中村さんのお話から感じたことは「物件選びの基準が明確で、それを厳格に守っている」ということです。日々物件を探していて、なかなか購入基準に該当する物件が出てこないと、妥協して購入したくなってしまうこともあります。すると後々取り返しがつかない事態に繋がる恐れがあります。そういった失敗をしないために、あらかじめ購入基準を明確に決め、それに該当する物件だけを購入するということが重要ではないかと思います。

中村 貴広 (野良犬たかまん)
1978年生まれ。起業家を目指し学習院大学経済学部経営学科にて経営学を学ぶ。
大学4年時に就職活動に失敗し、公認会計士の資格取得を目指し資格学校に入学。4年間かけて公認会計士を目指すも挫折。会計知識を活かし就職するものの3ヶ月ほどでの退職を繰り返す。ついにはティッシュ配り、クレジットカード勧誘、工事現場清掃などの日雇いアルバイトで生計を立てる日々が続く。
起業の夢を諦められず健康食品の代理店ビジネスを始めるも赤字が続き撤退。その後ベストセラー書「金持ち父さん貧乏父さん」に出会い、不動産投資に興味を持つ。
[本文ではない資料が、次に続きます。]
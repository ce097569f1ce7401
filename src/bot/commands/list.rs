use chrono::{DateTime, Utc};
use teloxide::prelude::*;
use teloxide::types::{InlineKeyboardButton, InlineKeyboardMarkup, ParseMode};

use crate::bot::commands::sender_identity;
use crate::bot::handlers::callback::cancel_callback_data;
use crate::models::Reminder;
use crate::services::reminder::ReminderScheduler;
use crate::utils::datetime::{format_time_until, LocalZone};
use crate::utils::feedback::CommandFeedback;
use crate::utils::logging::{log_command_start, log_command_success};
use crate::utils::markdown::{escape_markdown, truncate_with_ellipsis};

/// Reminders shown per `/reminders` reply.
pub const MAX_LISTED: usize = 10;
/// Characters of reminder text shown in the list.
pub const PREVIEW_CHARS: usize = 50;

pub async fn handle_reminders(
    bot: Bot,
    msg: Message,
    reminders: &ReminderScheduler,
) -> ResponseResult<()> {
    let chat_id = msg.chat.id.0;
    let feedback = CommandFeedback::new(bot.clone(), msg.chat.id);

    let Some(user) = msg.from() else {
        feedback.error("Reminders are listed per user account.").await?;
        return Ok(());
    };
    let (user_id, username) = sender_identity(user);
    log_command_start("reminders", username, user_id, chat_id, None);

    let active = reminders.get_user_reminders(&user_id.to_string());
    if active.is_empty() {
        feedback
            .info("You have no active reminders.\n\nCreate one with /remind 30m Take a break")
            .await?;
        return Ok(());
    }

    bot.send_message(
        msg.chat.id,
        render_reminder_list(&active, reminders.now(), &reminders.timezone()),
    )
    .reply_markup(cancel_keyboard(&active))
    .parse_mode(ParseMode::MarkdownV2)
    .await?;

    log_command_success(
        "reminders",
        username,
        user_id,
        chat_id,
        Some(&format!("{} active", active.len())),
    );
    Ok(())
}

/// MarkdownV2 listing of the first [`MAX_LISTED`] reminders.
pub fn render_reminder_list(
    reminders: &[Reminder],
    now: DateTime<Utc>,
    timezone: &LocalZone,
) -> String {
    let mut text = format!("📋 *Your Reminders* \\({}\\)\n\n", reminders.len());

    for reminder in reminders.iter().take(MAX_LISTED) {
        text.push_str(&format!(
            "*\\#{}* {}\n⏰ {} \\(in {}\\)\n\n",
            reminder.id,
            escape_markdown(&truncate_with_ellipsis(&reminder.message, PREVIEW_CHARS)),
            escape_markdown(&timezone.format(&reminder.due_at)),
            escape_markdown(&format_time_until(reminder.due_at, now)),
        ));
    }

    if reminders.len() > MAX_LISTED {
        text.push_str(&format!("_\\.\\.\\. and {} more_\n\n", reminders.len() - MAX_LISTED));
    }

    text.push_str("Tap a button below or send /cancel with the ID to cancel\\.");
    text
}

/// One cancel button per listed reminder.
pub fn cancel_keyboard(reminders: &[Reminder]) -> InlineKeyboardMarkup {
    let rows: Vec<Vec<InlineKeyboardButton>> = reminders
        .iter()
        .take(MAX_LISTED)
        .map(|reminder| {
            vec![InlineKeyboardButton::callback(
                format!("❌ Cancel #{}", reminder.id),
                cancel_callback_data(reminder.id),
            )]
        })
        .collect();
    InlineKeyboardMarkup::new(rows)
}
use teloxide::prelude::*;
use teloxide::types::ParseMode;

use crate::bot::commands::list::{cancel_keyboard, render_reminder_list};
use crate::bot::handlers::HandlerResult;
use crate::models::ReminderId;
use crate::services::reminder::ReminderScheduler;

const CANCEL_PREFIX: &str = "cancel:";

pub fn cancel_callback_data(id: ReminderId) -> String {
    format!("{CANCEL_PREFIX}{id}")
}

/// Reminder id carried by a `cancel:<id>` button, if `data` is one.
pub fn parse_cancel_callback(data: &str) -> Option<ReminderId> {
    data.strip_prefix(CANCEL_PREFIX)?
        .parse()
        .ok()
        .filter(|id| *id > 0)
}

pub async fn callback_handler(
    bot: Bot,
    q: CallbackQuery,
    reminders: ReminderScheduler,
) -> HandlerResult {
    let user_id = q.from.id.0;
    let username = q.from.username.as_deref().unwrap_or("unknown");
    let data = q.data.as_deref().unwrap_or_default();
    tracing::info!("Callback received: '{}' from user {} ({})", data, username, user_id);

    let Some(id) = parse_cancel_callback(data) else {
        bot.answer_callback_query(q.id.clone())
            .text("Unknown action")
            .await?;
        return Ok(());
    };

    // The presser must own the reminder, whoever sent the list.
    let owner_id = user_id.to_string();
    if !reminders.cancel_reminder(id, &owner_id) {
        bot.answer_callback_query(q.id.clone())
            .text(format!("Reminder #{id} not found or already delivered"))
            .await?;
        return Ok(());
    }

    bot.answer_callback_query(q.id.clone())
        .text(format!("✅ Reminder #{id} cancelled"))
        .await?;

    let Some(message) = q.message.as_ref() else {
        return Ok(());
    };

    let remaining = reminders.get_user_reminders(&owner_id);
    let edit = if remaining.is_empty() {
        bot.edit_message_text(message.chat.id, message.id, "✅ No active reminders left\\.")
            .parse_mode(ParseMode::MarkdownV2)
            .await
    } else {
        bot.edit_message_text(
            message.chat.id,
            message.id,
            render_reminder_list(&remaining, reminders.now(), &reminders.timezone()),
        )
        .reply_markup(cancel_keyboard(&remaining))
        .parse_mode(ParseMode::MarkdownV2)
        .await
    };

    if let Err(e) = edit {
        tracing::warn!("Cancelled reminder {} but could not refresh the list: {}", id, e);
    }

    Ok(())
}

#[cfg(test)]
mod tests {
    use super::*;

    #[test]
    fn test_cancel_callback_round_trip() {
        assert_eq!(cancel_callback_data(42), "cancel:42");
        assert_eq!(parse_cancel_callback("cancel:42"), Some(42));
    }

    #[test]
    fn test_rejects_foreign_callback_data() {
        assert_eq!(parse_cancel_callback("cancel:"), None);
        assert_eq!(parse_cancel_callback("cancel:0"), None);
        assert_eq!(parse_cancel_callback("cancel:abc"), None);
        assert_eq!(parse_cancel_callback("snooze:4"), None);
        assert_eq!(parse_cancel_callback(""), None);
    }
}
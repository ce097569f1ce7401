use teloxide::prelude::*;
use teloxide::types::ParseMode;

use crate::bot::commands::sender_identity;
use crate::models::Platform;
use crate::services::reminder::{CreatedReminder, ReminderError, ReminderScheduler};
use crate::utils::datetime::LocalZone;
use crate::utils::feedback::CommandFeedback;
use crate::utils::logging::{log_command_start, log_command_success, log_validation_error};
use crate::utils::markdown::escape_markdown;
use crate::utils::validation::validate_reminder_message;

pub async fn handle_remind(
    bot: Bot,
    msg: Message,
    time: String,
    message: String,
    reminders: &ReminderScheduler,
) -> ResponseResult<()> {
    let feedback = CommandFeedback::new(bot.clone(), msg.chat.id);
    let chat_id = msg.chat.id.0;

    let Some(user) = msg.from() else {
        feedback.error("Reminders can only be set by a user account.").await?;
        return Ok(());
    };
    let (user_id, username) = sender_identity(user);
    log_command_start("remind", username, user_id, chat_id, Some(&time));

    if let Err(e) = validate_reminder_message(&message) {
        log_validation_error("remind", "message", &message, &e.to_string(), user_id, chat_id);
        feedback
            .validation_error(&e.to_string(), "Shorten the reminder text and try again.")
            .await?;
        return Ok(());
    }

    let created = match reminders.create_reminder(
        &user_id.to_string(),
        &message,
        &time,
        Platform::Telegram,
        &chat_id.to_string(),
    ) {
        Ok(created) => created,
        Err(e) => {
            log_validation_error("remind", "time", &time, &e.to_string(), user_id, chat_id);
            feedback.validation_error(&e.to_string(), suggestion_for(e)).await?;
            return Ok(());
        }
    };

    bot.send_message(msg.chat.id, render_confirmation(&created, &reminders.timezone()))
        .parse_mode(ParseMode::MarkdownV2)
        .await?;

    log_command_success(
        "remind",
        username,
        user_id,
        chat_id,
        Some(&format!("reminder #{} in {}", created.reminder.id, created.time_until)),
    );
    Ok(())
}

fn suggestion_for(error: ReminderError) -> &'static str {
    match error {
        ReminderError::InvalidTimeFormat => {
            "Examples: /remind 30m Stretch, /remind 5pm Call mom, /remind tomorrow Standup notes"
        }
        ReminderError::TimeInPast => "Pick a time later than now, for example /remind 2h Check the oven",
        ReminderError::EmptyMessage => "Usage: /remind <time> <message>",
    }
}

/// MarkdownV2 confirmation sent after a reminder is stored.
pub fn render_confirmation(created: &CreatedReminder, timezone: &LocalZone) -> String {
    let reminder = &created.reminder;
    format!(
        "✅ *Reminder set\\!*\n\n📝 {}\n⏰ {}\n⏳ In {}\n🆔 Reminder \\#{}\n\nCancel it with /cancel {}",
        escape_markdown(&reminder.message),
        escape_markdown(&timezone.format(&reminder.due_at)),
        escape_markdown(&created.time_until),
        reminder.id,
        reminder.id
    )
}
不動産投資家を目指し日雇いバイト生活に区切りをつけ、不動産業界に転身。宅建士資格を取得し不動産仲介、管理などの業務経験し、不動産投資家としての基礎知識を築き上げる。不動産業界での知識を活用して信用金庫から融資を引き不動産投資を開始。
2010年7月にアパート経営を本業にして独立、2011年3月に不動産会社を設立。
好調な利益を得る中で自信を持ち、その後、埼玉県を中心に区分マンション・中古アパートを信用金庫からの融資で買い進める中で、購入物件をキレイに修繕することで購入価格より高い金額で販売できることを知り、仕入れ販売事業も始める。
現在も継続的に信用金庫を活用した不動産の購入、修繕、売却をするとともに、融資の引き方や修繕の仕方などセミナーを始め、雑誌・専門誌などでも指導している。